ExecuteAsync throws an exception:

Customers query failed with exception: System.InvalidOperationException: An EntityManager can only execute on a single thread. This EntityManager is authorized to execute on the thread with id=’1234’; the requested operation came from the thread with Id=‘18’.  ...

EntityManagers on ASP Clients

In most cases, an ASP.NET web application developers should create a new EntityManager for each request.

However, when writing a "wizard" that carries user data forward from request to request, some developers choose to hold an EntityManager in an in-memory Session variable. That way, they can reuse cached entities across requests rather than have to struggle with managing temporary storage for changed entities.

There are other, perhaps safer and more scalable ways, to address this scenario.

In essence, you store the EntityManager in Session just before the current request ends; when the follow-up request begins, you pull the EntityManager instance out of Session and assign it to your manager variable.

This will fail. The follow-on-request is on a different thread than the prior request. The EntityManager you put into Session is pinned to the thread of the prior request. It will throw the System.InvalidOperationException the moment you use it on the new request.

The solution is as described above. Set the AuthorizedThreadId property to the new request's thread immediately after restoring the EntityManager from Session, well before calling any other of its members.

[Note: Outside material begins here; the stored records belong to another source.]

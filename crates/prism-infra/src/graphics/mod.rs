// Copyright 2025 eraflo
//
// Licensed under the Apache License, Version 2.0 (the "License");
// you may not use this file except in compliance with the License.
// You may obtain a copy of the License at
//
//     http://www.apache.org/licenses/LICENSE-2.0
//
// Unless required by applicable law or agreed to in writing, software
// distributed under the License is distributed on an "AS IS" BASIS,
// WITHOUT WARRANTIES OR CONDITIONS OF ANY KIND, either express or implied.
// See the License for the specific language governing permissions and
// limitations under the License.

//! Device backends.

pub mod headless;

#[cfg(feature = "wgpu")]
pub mod wgpu;
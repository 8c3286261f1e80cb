// Copyright 2025 eraflo
//
// Licensed under the Apache License, Version 2.0 (the "License");
// you may not use this file except in compliance with the License.
// You may obtain a copy of the License at
//
//     http://www.apache.org/licenses/LICENSE-2.0
//
// Unless required by applicable law or agreed to in writing, software
// distributed under the License is distributed on an "AS IS" BASIS,
// WITHOUT WARRANTIES OR CONDITIONS OF ANY KIND, either express or implied.
// See the License for the specific language governing permissions and
// limitations under the License.

//! The public, backend-agnostic recording contracts of Prism.
//!
//! The value types in [`api`] describe what a pass wants from the GPU. The
//! [`traits`] are what a backend in `prism-infra` implements. On top of those
//! sit the three pieces of recording logic:
//!
//! - [`ShaderUnit`]: source to native shader stages, synchronously or on a
//!   [`TaskScheduler`].
//! - [`PipelineCache`]: one native pipeline per distinct
//!   [`PipelineStateDescriptor`], shared across threads.
//! - [`CommandList`]: the recording state machine handing native command
//!   buffers to an [`RhiDevice`].

pub mod api;
pub mod command_list;
pub mod error;
pub mod pipeline_cache;
pub mod shader_unit;
pub mod traits;

pub use self::api::*;
pub use self::command_list::{CommandList, FrameCommandLists};
pub use self::error::{CommandListError, DeviceError, PipelineError, ResourceError, ShaderError};
pub use self::pipeline_cache::{CachedPipeline, PipelineCache};
pub use self::shader_unit::ShaderUnit;
pub use self::traits::{
    NativeCommandBuffer, PassProfiler, RhiDevice, ScopeToken, Task, TaskScheduler,
};
// Copyright 2025 eraflo
//
// Licensed under the Apache License, Version 2.0 (the "License");
// you may not use this file except in compliance with the License.
// You may obtain a copy of the License at
//
//     http://www.apache.org/licenses/LICENSE-2.0
//
// Unless required by applicable law or agreed to in writing, software
// distributed under the License is distributed on an "AS IS" BASIS,
// WITHOUT WARRANTIES OR CONDITIONS OF ANY KIND, either express or implied.
// See the License for the specific language governing permissions and
// limitations under the License.

//! Opaque handles issued by an [`RhiDevice`](crate::renderer::RhiDevice).

/// An opaque handle representing a compiled shader stage.
#[derive(Debug, Clone, Copy, PartialEq, Eq, Hash, PartialOrd, Ord)]
pub struct ShaderModuleId(pub usize);

/// An opaque handle representing a native pipeline state object.
#[derive(Debug, Clone, Copy, PartialEq, Eq, Hash, PartialOrd, Ord)]
pub struct RenderPipelineId(pub usize);

/// An opaque handle to a GPU buffer owned by the resource layer.
#[derive(Debug, Clone, Copy, PartialEq, Eq, Hash, PartialOrd, Ord)]
pub struct BufferId(pub usize);

/// An opaque handle to a texture view owned by the resource layer.
#[derive(Debug, Clone, Copy, PartialEq, Eq, Hash, PartialOrd, Ord)]
pub struct TextureViewId(pub usize);

/// An opaque handle to a sampler owned by the resource layer.
#[derive(Debug, Clone, Copy, PartialEq, Eq, Hash, PartialOrd, Ord)]
pub struct SamplerId(pub usize);

/// A point on the device's submission timeline.
///
/// Fences are issued in increasing order; once a fence is signaled every
/// earlier fence of the same device is signaled as well.
#[derive(Debug, Clone, Copy, PartialEq, Eq, Hash, PartialOrd, Ord)]
pub struct FenceId(pub u64);
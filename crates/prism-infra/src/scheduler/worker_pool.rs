// Copyright 2025 eraflo
//
// Licensed under the Apache License, Version 2.0 (the "License");
// you may not use this file except in compliance with the License.
// You may obtain a copy of the License at
//
//     http://www.apache.org/licenses/LICENSE-2.0
//
// Unless required by applicable law or agreed to in writing, software
// distributed under the License is distributed on an "AS IS" BASIS,
// WITHOUT WARRANTIES OR CONDITIONS OF ANY KIND, either express or implied.
// See the License for the specific language governing permissions and
// limitations under the License.

use anyhow::Context;
use crossbeam_channel::{Receiver, Sender};
use prism_core::renderer::{RhiSettings, Task, TaskScheduler};
use std::panic::{self, AssertUnwindSafe};
use std::sync::{Mutex, MutexGuard};
use std::thread;

/// A fixed set of threads draining a shared task queue.
///
/// Tasks scheduled after [`shutdown`](Self::shutdown) run inline on the
/// caller's thread. A panicking task is logged and does not take its worker
/// down.
pub struct WorkerPool {
    name: String,
    sender: Mutex<Option<Sender<Task>>>,
    workers: Mutex<Vec<thread::JoinHandle<()>>>,
}

impl std::fmt::Debug for WorkerPool {
    fn fmt(&self, f: &mut std::fmt::Formatter<'_>) -> std::fmt::Result {
        f.debug_struct("WorkerPool")
            .field("name", &self.name)
            .field("threads", &self.threads())
            .finish()
    }
}

fn lock<T>(mutex: &Mutex<T>) -> MutexGuard<'_, T> {
    mutex.lock().unwrap_or_else(|poisoned| poisoned.into_inner())
}

impl WorkerPool {
    /// Starts `threads` workers (at least one) named `"{name}-{index}"`.
    pub fn new(name: &str, threads: usize) -> anyhow::Result<Self> {
        let (tx, rx) = crossbeam_channel::unbounded::<Task>();
        let workers = (0..threads.max(1))
            .map(|index| {
                let rx = rx.clone();
                let thread_name = format!("{name}-{index}");
                thread::Builder::new()
                    .name(thread_name.clone())
                    .spawn(move || run_worker(&thread_name, rx))
                    .with_context(|| format!("Failed to spawn worker '{name}-{index}'"))
            })
            .collect::<anyhow::Result<Vec<_>>>()?;

        log::info!("Worker pool '{name}' started with {} thread(s)", workers.len());
        Ok(Self {
            name: name.to_string(),
            sender: Mutex::new(Some(tx)),
            workers: Mutex::new(workers),
        })
    }

    /// The shader compile pool sized by `compile_worker_threads`.
    pub fn for_shader_compilation(settings: &RhiSettings) -> anyhow::Result<Self> {
        Self::new("prism-compile", settings.compile_worker_threads)
    }

    /// The number of running workers.
    pub fn threads(&self) -> usize {
        lock(&self.workers).len()
    }

    /// Lets the workers finish the queued tasks, then joins them.
    pub fn shutdown(&self) {
        lock(&self.sender).take();
        let workers = std::mem::take(&mut *lock(&self.workers));
        if workers.is_empty() {
            return;
        }
        for worker in workers {
            if worker.join().is_err() {
                log::warn!("Worker pool '{}': a worker thread panicked", self.name);
            }
        }
        log::info!("Worker pool '{}' stopped", self.name);
    }
}

fn run_worker(name: &str, rx: Receiver<Task>) {
    log::debug!("Worker '{name}' started.");
    for task in rx.iter() {
        if panic::catch_unwind(AssertUnwindSafe(task)).is_err() {
            log::error!("Worker '{name}': task panicked");
        }
    }
    log::debug!("Worker '{name}' stopped.");
}

impl TaskScheduler for WorkerPool {
    fn schedule(&self, task: Task) {
        let rejected = match lock(&self.sender).as_ref() {
            Some(tx) => tx.send(task).err().map(|e| e.into_inner()),
            None => Some(task),
        };
        if let Some(task) = rejected {
            log::debug!("Worker pool '{}' is shut down, running task inline", self.name);
            task();
        }
    }
}

impl Drop for WorkerPool {
    fn drop(&mut self) {
        self.shutdown();
    }
}
// Copyright 2025 eraflo
//
// Licensed under the Apache License, Version 2.0 (the "License");
// you may not use this file except in compliance with the License.
// You may obtain a copy of the License at
//
//     http://www.apache.org/licenses/LICENSE-2.0
//
// Unless required by applicable law or agreed to in writing, software
// distributed under the License is distributed on an "AS IS" BASIS,
// WITHOUT WARRANTIES OR CONDITIONS OF ANY KIND, either express or implied.
// See the License for the specific language governing permissions and
// limitations under the License.

//! Fixed-function enums that take part in pipeline identity.
//!
//! Every type here is `Hash + Eq` so a [`PipelineStateDescriptor`](super::PipelineStateDescriptor)
//! can be used directly as a cache key.

/// Layout of one vertex attribute in a vertex buffer.
#[derive(Debug, Clone, Copy, PartialEq, Eq, Hash)]
pub enum VertexFormat {
    /// `vec4<f32>` unpacked from four normalized bytes.
    Unorm8x4,
    /// `f32`.
    Float32,
    /// `vec2<f32>`.
    Float32x2,
    /// `vec3<f32>`.
    Float32x3,
    /// `vec4<f32>`.
    Float32x4,
    /// `vec4<u32>`.
    Uint32x4,
}

impl VertexFormat {
    /// Bytes the attribute occupies in a tightly packed vertex.
    pub fn size(&self) -> u32 {
        match self {
            VertexFormat::Unorm8x4 | VertexFormat::Float32 => 4,
            VertexFormat::Float32x2 => 8,
            VertexFormat::Float32x3 => 12,
            VertexFormat::Float32x4 | VertexFormat::Uint32x4 => 16,
        }
    }
}

/// Primitive assembly mode.
#[derive(Debug, Clone, Copy, PartialEq, Eq, Hash, Default)]
pub enum PrimitiveTopology {
    /// One point per vertex.
    PointList,
    /// Independent segments, two vertices each.
    LineList,
    /// Connected segments sharing endpoints.
    LineStrip,
    /// Independent triangles, three vertices each.
    #[default]
    TriangleList,
    /// Connected triangles sharing an edge.
    TriangleStrip,
}

/// Triangles discarded by facing.
#[derive(Debug, Clone, Copy, PartialEq, Eq, Hash, Default)]
pub enum CullMode {
    /// Draw both faces.
    None,
    /// Discard front faces.
    Front,
    /// Discard back faces.
    #[default]
    Back,
}

/// Winding of a front-facing triangle.
#[derive(Debug, Clone, Copy, PartialEq, Eq, Hash, Default)]
pub enum FrontFace {
    /// Counter-clockwise.
    #[default]
    Ccw,
    /// Clockwise.
    Cw,
}

/// Fill mode for rasterized polygons.
///
/// `Line` needs device support; the wgpu backend rejects it at pipeline
/// build time when the adapter lacks the feature.
#[derive(Debug, Clone, Copy, PartialEq, Eq, Hash, Default)]
pub enum PolygonMode {
    /// Solid.
    #[default]
    Fill,
    /// Wireframe.
    Line,
}

/// Comparison applied between an incoming value and the stored one.
#[derive(Debug, Clone, Copy, PartialEq, Eq, Hash, Default)]
pub enum CompareFunction {
    /// Never passes.
    Never,
    /// `incoming < stored`.
    Less,
    /// `incoming == stored`.
    Equal,
    /// `incoming <= stored`.
    LessEqual,
    /// `incoming > stored`.
    Greater,
    /// `incoming != stored`.
    NotEqual,
    /// `incoming >= stored`.
    GreaterEqual,
    /// Always passes.
    #[default]
    Always,
}

/// What happens to the stencil value after a test.
#[derive(Debug, Clone, Copy, PartialEq, Eq, Hash, Default)]
pub enum StencilOperation {
    /// Leave it unchanged.
    #[default]
    Keep,
    /// Write `0`.
    Zero,
    /// Write the reference value.
    Replace,
    /// Flip every bit.
    Invert,
    /// Add one, saturating.
    IncrementClamp,
    /// Subtract one, saturating at zero.
    DecrementClamp,
}

/// Multiplier applied to a source or destination term when blending.
#[derive(Debug, Clone, Copy, PartialEq, Eq, Hash)]
pub enum BlendFactor {
    /// `0`.
    Zero,
    /// `1`.
    One,
    /// Source alpha.
    SrcAlpha,
    /// `1 - source alpha`.
    OneMinusSrcAlpha,
    /// Destination alpha.
    DstAlpha,
    /// `1 - destination alpha`.
    OneMinusDstAlpha,
}

/// How the weighted source and destination terms are combined.
#[derive(Debug, Clone, Copy, PartialEq, Eq, Hash)]
pub enum BlendOperation {
    /// `src + dst`.
    Add,
    /// `src - dst`.
    Subtract,
    /// `dst - src`.
    ReverseSubtract,
    /// Component-wise minimum. Factors are ignored.
    Min,
    /// Component-wise maximum. Factors are ignored.
    Max,
}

Disabling thread id checking

You can disable thread id checking by setting AuthorizedThreadId to null.

Unless you are an expert at writing multi-threaded code and can design an architecture that avoids livelocks and deadlocks, we strongly recommend that you leave thread checking enabled. Turning off thread checking is especially dangerous in server methods which may be called by multiple threads. 

Please only disable thread id checking for a very good reason and with full awareness of the risks.

Entities are not thread safe either

The EntityManager throws an exception when exercised on multiple threads. Unfortunately, there is no similar guard logic for entities nor for collections of entities. You have to ensure that they are used in a thread-safe manner. 

As mentioned, it is best to avoid multiple threads in the first place. You rarely need background threads in a client application. Regard claims to the contrary with deep suspicion.

Server programming is another matter. Strive to make custom server logic single-threaded. Avoid stateful static classes. When multiple threads are unavoidable, make sure you use the necessary synchronization logic.

Avoid multi-threaded programming

Multi-threaded, concurrent programming is a deep and difficult topic beyond the scope of DevForce documentation. It really is "brain surgery".

Experts agree:

  1. Design so you don't need multiple threaded code
  2. Hire and learn from an expert unless you are an expert
  3. Don't write it alone; scrutinize mult-threaded code with a partner
  4. Attack that code with automated tests.